§ Exercise directions
Only the lines from the first line of the records through the line containing "caller sent it." belong in the answer. Copy them exactly.

Stored data entries
* * * * * * * * *
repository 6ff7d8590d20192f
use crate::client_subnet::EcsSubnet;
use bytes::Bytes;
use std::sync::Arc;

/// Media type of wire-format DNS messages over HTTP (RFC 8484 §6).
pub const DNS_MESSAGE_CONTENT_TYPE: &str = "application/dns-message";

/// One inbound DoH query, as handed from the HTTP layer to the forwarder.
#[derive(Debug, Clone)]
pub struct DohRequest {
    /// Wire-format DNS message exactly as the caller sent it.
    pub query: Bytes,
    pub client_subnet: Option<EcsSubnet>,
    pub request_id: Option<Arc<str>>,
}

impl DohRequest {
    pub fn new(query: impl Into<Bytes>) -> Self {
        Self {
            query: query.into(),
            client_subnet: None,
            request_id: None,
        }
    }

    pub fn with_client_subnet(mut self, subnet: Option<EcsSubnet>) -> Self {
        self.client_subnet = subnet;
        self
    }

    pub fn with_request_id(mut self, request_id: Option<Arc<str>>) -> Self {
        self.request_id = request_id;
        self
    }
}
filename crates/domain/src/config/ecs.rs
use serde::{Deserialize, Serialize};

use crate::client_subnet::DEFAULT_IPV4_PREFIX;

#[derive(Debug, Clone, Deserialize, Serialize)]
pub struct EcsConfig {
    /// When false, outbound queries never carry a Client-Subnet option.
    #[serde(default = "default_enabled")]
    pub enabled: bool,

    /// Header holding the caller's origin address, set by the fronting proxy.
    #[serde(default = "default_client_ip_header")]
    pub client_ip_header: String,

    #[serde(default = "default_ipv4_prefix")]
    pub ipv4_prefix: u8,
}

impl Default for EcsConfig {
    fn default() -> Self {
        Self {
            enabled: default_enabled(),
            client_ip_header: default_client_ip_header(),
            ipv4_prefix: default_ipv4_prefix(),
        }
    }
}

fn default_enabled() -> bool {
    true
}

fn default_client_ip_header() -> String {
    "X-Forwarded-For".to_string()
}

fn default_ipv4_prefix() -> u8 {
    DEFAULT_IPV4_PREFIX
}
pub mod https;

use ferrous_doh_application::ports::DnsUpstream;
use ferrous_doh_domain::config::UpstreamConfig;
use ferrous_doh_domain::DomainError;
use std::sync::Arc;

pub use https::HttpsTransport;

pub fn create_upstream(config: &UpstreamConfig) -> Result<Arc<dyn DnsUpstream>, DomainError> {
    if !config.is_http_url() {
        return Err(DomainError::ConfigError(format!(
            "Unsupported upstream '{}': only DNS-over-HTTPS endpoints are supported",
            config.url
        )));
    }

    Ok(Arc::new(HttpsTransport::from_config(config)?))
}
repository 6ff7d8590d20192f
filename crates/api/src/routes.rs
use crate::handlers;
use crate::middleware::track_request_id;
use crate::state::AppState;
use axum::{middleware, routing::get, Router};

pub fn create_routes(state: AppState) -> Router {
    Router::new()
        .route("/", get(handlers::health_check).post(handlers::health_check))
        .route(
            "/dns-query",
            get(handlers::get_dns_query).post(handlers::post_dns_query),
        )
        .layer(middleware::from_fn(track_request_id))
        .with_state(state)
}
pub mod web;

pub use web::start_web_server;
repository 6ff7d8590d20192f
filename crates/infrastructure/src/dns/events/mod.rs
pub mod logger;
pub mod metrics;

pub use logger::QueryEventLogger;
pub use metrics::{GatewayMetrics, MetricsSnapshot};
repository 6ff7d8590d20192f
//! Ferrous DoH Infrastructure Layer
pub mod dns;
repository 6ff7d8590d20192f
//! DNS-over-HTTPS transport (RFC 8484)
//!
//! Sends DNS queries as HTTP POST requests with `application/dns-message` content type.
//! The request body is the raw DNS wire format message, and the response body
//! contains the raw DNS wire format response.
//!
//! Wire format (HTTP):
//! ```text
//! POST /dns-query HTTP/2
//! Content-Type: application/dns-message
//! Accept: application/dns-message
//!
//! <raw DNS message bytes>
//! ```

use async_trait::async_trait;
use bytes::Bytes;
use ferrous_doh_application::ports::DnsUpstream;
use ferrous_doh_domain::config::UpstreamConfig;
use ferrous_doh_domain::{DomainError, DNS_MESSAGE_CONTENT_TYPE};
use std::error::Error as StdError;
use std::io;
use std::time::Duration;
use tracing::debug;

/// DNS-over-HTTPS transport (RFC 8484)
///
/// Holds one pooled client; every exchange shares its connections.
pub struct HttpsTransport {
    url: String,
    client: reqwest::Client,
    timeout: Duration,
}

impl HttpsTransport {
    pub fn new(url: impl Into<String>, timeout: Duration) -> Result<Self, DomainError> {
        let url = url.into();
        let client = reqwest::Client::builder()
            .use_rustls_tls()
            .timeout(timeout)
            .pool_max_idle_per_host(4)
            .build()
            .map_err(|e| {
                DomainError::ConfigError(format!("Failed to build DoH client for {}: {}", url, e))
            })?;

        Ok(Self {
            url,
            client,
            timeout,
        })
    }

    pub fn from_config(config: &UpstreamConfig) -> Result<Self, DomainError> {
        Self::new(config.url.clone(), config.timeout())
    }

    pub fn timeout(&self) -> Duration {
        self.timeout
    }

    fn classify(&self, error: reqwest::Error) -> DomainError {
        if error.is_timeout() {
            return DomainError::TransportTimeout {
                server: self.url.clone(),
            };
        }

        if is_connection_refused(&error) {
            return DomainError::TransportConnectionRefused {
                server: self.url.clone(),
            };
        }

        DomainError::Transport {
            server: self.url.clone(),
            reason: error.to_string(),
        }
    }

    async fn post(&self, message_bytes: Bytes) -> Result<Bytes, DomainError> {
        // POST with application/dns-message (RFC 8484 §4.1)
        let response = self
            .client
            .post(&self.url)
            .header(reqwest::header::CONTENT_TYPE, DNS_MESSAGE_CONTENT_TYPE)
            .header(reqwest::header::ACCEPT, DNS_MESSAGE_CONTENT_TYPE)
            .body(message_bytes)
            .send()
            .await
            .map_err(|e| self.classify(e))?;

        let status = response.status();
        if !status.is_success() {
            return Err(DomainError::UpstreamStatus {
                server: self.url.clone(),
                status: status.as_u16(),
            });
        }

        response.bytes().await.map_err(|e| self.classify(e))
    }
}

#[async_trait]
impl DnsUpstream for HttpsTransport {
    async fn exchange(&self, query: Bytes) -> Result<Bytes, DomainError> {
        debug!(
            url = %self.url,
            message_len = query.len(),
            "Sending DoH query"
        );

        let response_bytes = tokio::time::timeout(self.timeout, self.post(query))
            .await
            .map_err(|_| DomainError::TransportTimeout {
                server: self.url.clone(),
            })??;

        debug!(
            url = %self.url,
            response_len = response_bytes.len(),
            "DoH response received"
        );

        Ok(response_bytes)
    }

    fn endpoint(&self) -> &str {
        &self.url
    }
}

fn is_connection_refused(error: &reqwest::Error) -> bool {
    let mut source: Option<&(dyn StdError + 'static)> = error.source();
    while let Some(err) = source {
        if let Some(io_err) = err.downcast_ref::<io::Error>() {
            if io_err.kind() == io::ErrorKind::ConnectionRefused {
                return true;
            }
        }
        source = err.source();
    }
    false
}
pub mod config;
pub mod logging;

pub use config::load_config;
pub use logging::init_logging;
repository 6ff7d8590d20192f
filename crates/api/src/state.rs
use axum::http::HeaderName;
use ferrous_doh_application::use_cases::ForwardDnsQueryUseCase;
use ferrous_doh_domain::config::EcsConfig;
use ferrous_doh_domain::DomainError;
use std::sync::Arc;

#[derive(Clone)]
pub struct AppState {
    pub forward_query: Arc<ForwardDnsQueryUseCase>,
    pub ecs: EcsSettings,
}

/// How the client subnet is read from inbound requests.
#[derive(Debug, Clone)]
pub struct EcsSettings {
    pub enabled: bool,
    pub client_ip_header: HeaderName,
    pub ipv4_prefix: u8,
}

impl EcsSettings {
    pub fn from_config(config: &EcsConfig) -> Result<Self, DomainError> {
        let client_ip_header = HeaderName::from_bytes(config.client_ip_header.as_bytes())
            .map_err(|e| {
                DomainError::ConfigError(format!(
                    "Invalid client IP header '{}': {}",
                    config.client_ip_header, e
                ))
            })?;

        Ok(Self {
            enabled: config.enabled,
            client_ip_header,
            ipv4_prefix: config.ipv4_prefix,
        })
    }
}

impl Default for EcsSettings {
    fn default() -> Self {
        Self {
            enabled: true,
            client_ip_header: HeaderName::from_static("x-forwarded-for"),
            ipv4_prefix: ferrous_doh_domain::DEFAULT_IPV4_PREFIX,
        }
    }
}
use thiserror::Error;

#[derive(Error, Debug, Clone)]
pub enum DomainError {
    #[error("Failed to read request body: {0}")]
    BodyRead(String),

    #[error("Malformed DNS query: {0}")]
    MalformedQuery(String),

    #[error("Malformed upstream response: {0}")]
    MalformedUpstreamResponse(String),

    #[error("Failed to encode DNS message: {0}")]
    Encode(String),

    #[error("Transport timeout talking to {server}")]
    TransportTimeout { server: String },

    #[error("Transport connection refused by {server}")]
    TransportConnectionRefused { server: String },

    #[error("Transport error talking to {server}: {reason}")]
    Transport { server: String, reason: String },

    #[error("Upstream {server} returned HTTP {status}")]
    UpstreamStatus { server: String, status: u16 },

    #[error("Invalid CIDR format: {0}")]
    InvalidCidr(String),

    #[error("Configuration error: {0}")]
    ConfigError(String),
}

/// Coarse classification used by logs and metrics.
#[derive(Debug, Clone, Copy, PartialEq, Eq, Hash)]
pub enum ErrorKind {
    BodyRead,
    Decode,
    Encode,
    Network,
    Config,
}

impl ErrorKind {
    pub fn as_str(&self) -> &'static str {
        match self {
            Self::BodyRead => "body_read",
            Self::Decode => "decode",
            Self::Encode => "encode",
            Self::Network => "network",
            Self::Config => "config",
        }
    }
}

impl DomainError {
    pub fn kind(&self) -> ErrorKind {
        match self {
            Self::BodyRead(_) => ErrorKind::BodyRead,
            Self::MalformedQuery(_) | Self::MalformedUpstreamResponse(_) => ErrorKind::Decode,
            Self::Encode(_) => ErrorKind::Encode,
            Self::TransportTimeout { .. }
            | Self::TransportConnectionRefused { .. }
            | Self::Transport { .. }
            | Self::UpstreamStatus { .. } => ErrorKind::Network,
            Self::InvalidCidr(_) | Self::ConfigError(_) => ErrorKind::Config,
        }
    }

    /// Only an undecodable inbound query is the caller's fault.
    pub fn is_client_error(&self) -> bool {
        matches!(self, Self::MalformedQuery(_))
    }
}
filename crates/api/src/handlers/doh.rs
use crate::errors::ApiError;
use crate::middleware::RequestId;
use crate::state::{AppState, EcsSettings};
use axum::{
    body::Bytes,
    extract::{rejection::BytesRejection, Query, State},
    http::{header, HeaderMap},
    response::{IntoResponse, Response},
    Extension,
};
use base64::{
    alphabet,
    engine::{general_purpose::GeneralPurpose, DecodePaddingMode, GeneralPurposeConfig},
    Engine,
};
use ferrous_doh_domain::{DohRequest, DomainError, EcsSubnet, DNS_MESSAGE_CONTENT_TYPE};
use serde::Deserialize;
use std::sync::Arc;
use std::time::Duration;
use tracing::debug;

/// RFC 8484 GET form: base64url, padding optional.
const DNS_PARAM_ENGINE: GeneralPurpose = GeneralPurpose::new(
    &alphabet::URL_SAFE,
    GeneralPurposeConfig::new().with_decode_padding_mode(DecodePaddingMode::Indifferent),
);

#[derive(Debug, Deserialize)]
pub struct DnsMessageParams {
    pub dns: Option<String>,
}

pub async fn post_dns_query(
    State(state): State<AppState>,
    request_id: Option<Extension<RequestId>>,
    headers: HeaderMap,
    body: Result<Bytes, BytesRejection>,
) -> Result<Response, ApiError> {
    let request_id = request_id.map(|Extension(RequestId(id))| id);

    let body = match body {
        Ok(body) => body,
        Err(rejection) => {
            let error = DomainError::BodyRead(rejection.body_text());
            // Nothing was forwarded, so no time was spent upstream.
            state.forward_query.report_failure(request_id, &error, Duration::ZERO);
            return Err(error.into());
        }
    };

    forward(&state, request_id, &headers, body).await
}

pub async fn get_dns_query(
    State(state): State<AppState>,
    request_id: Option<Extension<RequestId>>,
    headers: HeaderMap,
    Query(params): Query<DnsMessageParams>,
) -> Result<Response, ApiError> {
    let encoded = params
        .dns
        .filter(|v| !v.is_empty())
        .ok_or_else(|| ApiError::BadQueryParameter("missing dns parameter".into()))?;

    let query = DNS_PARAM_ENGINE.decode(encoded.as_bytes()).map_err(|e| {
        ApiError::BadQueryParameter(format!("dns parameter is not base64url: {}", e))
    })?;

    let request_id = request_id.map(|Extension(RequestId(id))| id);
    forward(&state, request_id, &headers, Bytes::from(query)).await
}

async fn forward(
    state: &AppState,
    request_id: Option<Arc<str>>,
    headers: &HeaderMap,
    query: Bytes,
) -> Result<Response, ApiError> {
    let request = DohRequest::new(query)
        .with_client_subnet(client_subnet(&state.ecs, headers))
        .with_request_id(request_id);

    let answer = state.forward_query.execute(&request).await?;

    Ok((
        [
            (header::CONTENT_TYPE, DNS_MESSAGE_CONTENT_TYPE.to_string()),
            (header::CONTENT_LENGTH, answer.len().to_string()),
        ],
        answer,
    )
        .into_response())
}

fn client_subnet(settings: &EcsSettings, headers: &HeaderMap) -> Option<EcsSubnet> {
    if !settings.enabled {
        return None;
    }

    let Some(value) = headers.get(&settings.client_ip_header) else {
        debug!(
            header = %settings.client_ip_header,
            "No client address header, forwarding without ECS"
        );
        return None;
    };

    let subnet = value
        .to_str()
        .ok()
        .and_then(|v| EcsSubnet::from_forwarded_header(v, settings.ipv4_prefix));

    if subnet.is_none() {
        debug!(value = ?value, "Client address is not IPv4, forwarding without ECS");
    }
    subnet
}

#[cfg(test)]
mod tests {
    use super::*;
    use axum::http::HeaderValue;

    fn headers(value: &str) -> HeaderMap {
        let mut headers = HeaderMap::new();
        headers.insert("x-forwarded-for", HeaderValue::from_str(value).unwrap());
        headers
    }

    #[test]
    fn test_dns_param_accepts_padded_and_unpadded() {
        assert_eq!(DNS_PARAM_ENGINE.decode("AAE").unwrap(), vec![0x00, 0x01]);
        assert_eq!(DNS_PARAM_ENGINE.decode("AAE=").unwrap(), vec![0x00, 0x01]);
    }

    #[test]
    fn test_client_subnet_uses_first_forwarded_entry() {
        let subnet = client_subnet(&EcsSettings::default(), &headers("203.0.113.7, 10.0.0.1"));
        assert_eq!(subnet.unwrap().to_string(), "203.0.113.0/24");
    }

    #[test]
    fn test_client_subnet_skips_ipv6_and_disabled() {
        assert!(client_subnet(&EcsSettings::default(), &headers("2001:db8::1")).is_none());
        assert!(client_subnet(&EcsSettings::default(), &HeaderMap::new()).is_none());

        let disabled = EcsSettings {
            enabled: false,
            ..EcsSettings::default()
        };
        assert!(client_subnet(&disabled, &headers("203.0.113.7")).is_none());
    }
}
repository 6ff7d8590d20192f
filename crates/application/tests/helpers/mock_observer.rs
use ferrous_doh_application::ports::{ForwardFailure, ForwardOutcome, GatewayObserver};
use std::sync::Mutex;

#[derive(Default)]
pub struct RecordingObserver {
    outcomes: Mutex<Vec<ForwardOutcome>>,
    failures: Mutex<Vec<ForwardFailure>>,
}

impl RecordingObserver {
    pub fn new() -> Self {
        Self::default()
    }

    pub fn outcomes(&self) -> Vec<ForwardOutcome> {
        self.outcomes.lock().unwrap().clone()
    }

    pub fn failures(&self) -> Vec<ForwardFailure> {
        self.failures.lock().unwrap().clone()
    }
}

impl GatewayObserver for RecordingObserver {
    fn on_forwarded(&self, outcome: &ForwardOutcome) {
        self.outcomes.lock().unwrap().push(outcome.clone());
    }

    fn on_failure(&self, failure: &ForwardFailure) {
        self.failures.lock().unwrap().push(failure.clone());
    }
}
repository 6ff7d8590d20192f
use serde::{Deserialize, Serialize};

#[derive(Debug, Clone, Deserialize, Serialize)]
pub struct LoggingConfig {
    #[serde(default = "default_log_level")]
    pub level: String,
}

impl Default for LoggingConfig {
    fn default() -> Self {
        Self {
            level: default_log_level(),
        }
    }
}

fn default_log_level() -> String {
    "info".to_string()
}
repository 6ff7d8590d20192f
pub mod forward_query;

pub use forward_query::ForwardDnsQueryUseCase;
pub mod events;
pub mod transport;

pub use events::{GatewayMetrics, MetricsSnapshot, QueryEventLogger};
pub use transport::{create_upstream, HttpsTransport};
* * * * * * * * *
§ Your solution
repository 6ff7d8590d20192f
use crate::client_subnet::EcsSubnet;
use bytes::Bytes;
use std::sync::Arc;

/// Media type of wire-format DNS messages over HTTP (RFC 8484 §6).
pub const DNS_MESSAGE_CONTENT_TYPE: &str = "application/dns-message";

/// One inbound DoH query, as handed from the HTTP layer to the forwarder.
#[derive(Debug, Clone)]
pub struct DohRequest {
    /// Wire-format DNS message exactly as the caller sent it.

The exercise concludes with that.